- _Required work_
Stopping right after the line with "(status = 400, description", please reproduce the material below exactly from its first line.

- _Given information_
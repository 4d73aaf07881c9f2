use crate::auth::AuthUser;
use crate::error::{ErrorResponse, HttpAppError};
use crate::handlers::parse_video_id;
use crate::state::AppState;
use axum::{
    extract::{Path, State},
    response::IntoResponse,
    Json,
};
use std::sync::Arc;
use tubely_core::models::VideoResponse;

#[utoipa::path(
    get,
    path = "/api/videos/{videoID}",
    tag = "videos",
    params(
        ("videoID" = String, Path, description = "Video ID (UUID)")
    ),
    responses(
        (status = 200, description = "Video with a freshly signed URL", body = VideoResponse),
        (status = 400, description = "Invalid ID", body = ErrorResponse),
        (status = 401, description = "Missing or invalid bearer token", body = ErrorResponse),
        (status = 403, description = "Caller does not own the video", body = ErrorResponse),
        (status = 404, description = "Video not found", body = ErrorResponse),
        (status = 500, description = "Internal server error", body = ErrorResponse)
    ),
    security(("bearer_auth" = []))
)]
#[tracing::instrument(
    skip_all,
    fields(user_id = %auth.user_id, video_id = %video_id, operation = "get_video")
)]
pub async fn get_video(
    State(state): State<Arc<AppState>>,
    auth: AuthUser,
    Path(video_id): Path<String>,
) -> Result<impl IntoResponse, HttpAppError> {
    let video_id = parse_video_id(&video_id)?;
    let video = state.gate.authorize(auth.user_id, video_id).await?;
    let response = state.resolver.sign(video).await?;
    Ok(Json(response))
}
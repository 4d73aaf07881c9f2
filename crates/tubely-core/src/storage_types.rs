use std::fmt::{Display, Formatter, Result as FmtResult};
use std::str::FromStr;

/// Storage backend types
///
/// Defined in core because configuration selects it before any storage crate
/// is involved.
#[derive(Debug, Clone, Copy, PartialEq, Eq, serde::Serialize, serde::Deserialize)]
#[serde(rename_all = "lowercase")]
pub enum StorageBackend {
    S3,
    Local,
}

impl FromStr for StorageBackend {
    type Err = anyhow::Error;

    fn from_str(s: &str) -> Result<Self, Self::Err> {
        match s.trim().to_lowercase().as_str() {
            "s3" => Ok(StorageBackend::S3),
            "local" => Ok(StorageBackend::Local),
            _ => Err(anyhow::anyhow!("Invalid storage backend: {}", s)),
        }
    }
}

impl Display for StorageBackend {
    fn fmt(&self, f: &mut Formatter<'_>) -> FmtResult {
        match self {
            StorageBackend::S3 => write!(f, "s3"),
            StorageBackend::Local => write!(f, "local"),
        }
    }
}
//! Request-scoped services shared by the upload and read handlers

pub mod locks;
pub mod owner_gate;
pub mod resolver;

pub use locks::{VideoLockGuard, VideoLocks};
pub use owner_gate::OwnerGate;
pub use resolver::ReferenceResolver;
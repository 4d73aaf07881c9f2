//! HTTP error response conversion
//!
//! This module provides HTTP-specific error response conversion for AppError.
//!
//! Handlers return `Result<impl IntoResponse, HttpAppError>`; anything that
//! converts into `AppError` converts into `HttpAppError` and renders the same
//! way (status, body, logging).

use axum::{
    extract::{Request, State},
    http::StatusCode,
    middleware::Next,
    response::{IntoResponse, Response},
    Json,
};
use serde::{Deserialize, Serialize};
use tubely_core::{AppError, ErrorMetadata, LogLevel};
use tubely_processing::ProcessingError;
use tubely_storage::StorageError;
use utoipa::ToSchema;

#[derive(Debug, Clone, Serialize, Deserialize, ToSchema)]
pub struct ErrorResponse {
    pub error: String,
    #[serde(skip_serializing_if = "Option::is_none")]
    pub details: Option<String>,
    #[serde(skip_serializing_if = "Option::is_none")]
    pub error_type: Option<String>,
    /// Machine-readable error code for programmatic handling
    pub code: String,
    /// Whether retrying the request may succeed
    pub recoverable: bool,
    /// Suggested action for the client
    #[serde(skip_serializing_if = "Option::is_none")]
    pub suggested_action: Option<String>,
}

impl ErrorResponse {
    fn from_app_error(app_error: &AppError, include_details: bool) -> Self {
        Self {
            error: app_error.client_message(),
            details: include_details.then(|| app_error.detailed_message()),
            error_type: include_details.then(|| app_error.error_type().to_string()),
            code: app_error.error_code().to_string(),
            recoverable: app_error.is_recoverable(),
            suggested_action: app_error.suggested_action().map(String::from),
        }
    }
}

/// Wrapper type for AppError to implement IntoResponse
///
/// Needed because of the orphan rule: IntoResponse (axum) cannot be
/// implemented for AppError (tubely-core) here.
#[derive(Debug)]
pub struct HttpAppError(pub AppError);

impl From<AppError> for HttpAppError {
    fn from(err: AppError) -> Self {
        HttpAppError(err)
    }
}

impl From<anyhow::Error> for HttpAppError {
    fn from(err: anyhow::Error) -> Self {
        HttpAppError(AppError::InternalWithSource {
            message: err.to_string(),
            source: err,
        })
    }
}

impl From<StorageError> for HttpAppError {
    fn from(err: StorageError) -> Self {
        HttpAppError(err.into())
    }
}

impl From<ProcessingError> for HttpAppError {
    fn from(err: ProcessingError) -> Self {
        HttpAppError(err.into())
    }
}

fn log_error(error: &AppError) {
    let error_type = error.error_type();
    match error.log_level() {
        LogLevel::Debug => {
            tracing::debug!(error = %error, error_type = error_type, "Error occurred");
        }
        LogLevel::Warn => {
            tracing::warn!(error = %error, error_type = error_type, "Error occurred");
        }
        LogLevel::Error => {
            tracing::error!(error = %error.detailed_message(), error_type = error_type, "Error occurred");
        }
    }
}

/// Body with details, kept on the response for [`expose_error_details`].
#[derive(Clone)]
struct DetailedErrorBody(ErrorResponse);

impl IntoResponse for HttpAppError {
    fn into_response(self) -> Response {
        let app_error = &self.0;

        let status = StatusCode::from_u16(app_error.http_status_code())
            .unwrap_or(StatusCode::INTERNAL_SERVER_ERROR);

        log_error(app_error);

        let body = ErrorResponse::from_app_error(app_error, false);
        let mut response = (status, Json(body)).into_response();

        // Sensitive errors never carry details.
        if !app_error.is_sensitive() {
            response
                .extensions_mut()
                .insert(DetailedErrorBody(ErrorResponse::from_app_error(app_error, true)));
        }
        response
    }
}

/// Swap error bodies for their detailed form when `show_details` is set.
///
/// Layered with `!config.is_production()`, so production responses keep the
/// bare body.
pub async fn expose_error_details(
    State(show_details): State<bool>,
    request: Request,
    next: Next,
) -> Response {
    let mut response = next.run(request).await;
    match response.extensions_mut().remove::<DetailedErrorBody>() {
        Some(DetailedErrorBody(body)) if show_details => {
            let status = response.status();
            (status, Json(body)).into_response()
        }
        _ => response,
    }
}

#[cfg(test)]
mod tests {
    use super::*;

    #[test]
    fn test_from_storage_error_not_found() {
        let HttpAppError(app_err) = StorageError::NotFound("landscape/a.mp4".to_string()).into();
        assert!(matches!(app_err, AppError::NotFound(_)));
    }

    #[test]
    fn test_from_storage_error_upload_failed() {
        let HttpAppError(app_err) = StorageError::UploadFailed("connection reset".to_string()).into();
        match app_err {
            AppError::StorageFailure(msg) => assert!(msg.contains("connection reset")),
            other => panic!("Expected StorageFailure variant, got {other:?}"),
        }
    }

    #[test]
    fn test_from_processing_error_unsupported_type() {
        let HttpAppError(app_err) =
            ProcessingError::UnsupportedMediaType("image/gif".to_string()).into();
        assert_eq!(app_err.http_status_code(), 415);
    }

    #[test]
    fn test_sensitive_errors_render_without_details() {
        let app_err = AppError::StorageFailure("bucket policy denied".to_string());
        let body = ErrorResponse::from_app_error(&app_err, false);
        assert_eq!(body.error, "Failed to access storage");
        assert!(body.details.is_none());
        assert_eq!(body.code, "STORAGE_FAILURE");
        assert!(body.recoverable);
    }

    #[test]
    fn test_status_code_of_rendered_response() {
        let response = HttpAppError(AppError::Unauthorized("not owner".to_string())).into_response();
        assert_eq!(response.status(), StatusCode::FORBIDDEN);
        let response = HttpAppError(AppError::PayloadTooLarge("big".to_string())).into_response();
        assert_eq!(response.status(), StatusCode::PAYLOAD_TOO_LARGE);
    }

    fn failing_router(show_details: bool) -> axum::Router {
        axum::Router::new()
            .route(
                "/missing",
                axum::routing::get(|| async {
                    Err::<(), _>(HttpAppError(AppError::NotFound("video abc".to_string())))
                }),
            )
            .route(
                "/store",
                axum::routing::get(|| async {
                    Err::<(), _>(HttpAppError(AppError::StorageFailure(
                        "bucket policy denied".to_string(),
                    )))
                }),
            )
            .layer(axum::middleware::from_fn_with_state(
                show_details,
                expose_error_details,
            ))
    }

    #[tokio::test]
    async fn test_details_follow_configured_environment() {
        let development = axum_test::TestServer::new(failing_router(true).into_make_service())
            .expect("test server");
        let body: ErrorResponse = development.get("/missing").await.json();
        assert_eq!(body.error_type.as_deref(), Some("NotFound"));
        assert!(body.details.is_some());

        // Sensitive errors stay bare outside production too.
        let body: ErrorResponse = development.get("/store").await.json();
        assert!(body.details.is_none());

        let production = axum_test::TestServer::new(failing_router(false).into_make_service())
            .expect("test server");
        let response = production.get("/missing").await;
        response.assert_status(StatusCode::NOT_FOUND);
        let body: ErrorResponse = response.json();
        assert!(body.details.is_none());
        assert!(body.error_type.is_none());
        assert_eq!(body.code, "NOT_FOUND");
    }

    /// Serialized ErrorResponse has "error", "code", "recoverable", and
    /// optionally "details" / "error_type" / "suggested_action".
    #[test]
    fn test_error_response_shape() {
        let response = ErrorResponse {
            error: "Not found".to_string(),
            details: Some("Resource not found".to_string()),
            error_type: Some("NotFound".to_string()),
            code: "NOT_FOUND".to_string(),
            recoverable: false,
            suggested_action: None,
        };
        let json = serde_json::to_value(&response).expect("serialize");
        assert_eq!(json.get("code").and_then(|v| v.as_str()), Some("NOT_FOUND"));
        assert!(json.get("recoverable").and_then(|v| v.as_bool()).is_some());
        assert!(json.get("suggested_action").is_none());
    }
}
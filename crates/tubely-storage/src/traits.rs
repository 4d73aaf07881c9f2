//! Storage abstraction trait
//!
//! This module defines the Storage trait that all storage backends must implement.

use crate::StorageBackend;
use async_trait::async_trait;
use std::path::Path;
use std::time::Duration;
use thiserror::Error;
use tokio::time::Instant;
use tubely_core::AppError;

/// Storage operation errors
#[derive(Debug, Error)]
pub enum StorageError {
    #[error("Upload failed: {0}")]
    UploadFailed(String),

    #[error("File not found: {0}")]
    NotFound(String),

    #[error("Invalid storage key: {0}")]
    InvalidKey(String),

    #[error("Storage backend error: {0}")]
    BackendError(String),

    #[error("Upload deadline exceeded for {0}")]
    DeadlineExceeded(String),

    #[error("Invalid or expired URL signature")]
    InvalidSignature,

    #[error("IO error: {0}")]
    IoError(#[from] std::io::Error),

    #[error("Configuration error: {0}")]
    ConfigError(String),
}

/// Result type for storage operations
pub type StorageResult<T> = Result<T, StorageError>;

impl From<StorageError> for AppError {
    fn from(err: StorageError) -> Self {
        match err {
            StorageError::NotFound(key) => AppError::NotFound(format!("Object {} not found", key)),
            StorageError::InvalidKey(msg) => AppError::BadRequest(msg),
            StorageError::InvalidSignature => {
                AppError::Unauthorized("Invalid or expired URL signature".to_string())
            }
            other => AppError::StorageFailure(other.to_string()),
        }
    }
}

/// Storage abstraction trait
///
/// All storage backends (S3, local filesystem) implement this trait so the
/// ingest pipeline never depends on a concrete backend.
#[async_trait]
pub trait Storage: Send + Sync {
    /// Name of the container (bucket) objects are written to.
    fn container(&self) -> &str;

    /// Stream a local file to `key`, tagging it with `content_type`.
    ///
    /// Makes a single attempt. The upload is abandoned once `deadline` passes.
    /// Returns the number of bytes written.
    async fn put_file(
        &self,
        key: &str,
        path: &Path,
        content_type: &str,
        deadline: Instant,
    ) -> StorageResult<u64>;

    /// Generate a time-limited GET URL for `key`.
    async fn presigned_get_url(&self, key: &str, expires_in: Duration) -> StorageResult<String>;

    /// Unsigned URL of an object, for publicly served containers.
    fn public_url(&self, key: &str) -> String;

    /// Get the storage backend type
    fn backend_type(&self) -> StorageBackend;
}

- _Exercise output_
repository 4d73aaf07881c9f2
use crate::auth::AuthUser;
use crate::error::{ErrorResponse, HttpAppError};
use crate::handlers::parse_video_id;
use crate::state::AppState;
use axum::{
    extract::{Path, State},
    response::IntoResponse,
    Json,
};
use std::sync::Arc;
use tubely_core::models::VideoResponse;

#[utoipa::path(
    get,
    path = "/api/videos/{videoID}",
    tag = "videos",
    params(
        ("videoID" = String, Path, description = "Video ID (UUID)")
    ),
    responses(
        (status = 200, description = "Video with a freshly signed URL", body = VideoResponse),
        (status = 400, description = "Invalid ID", body = ErrorResponse),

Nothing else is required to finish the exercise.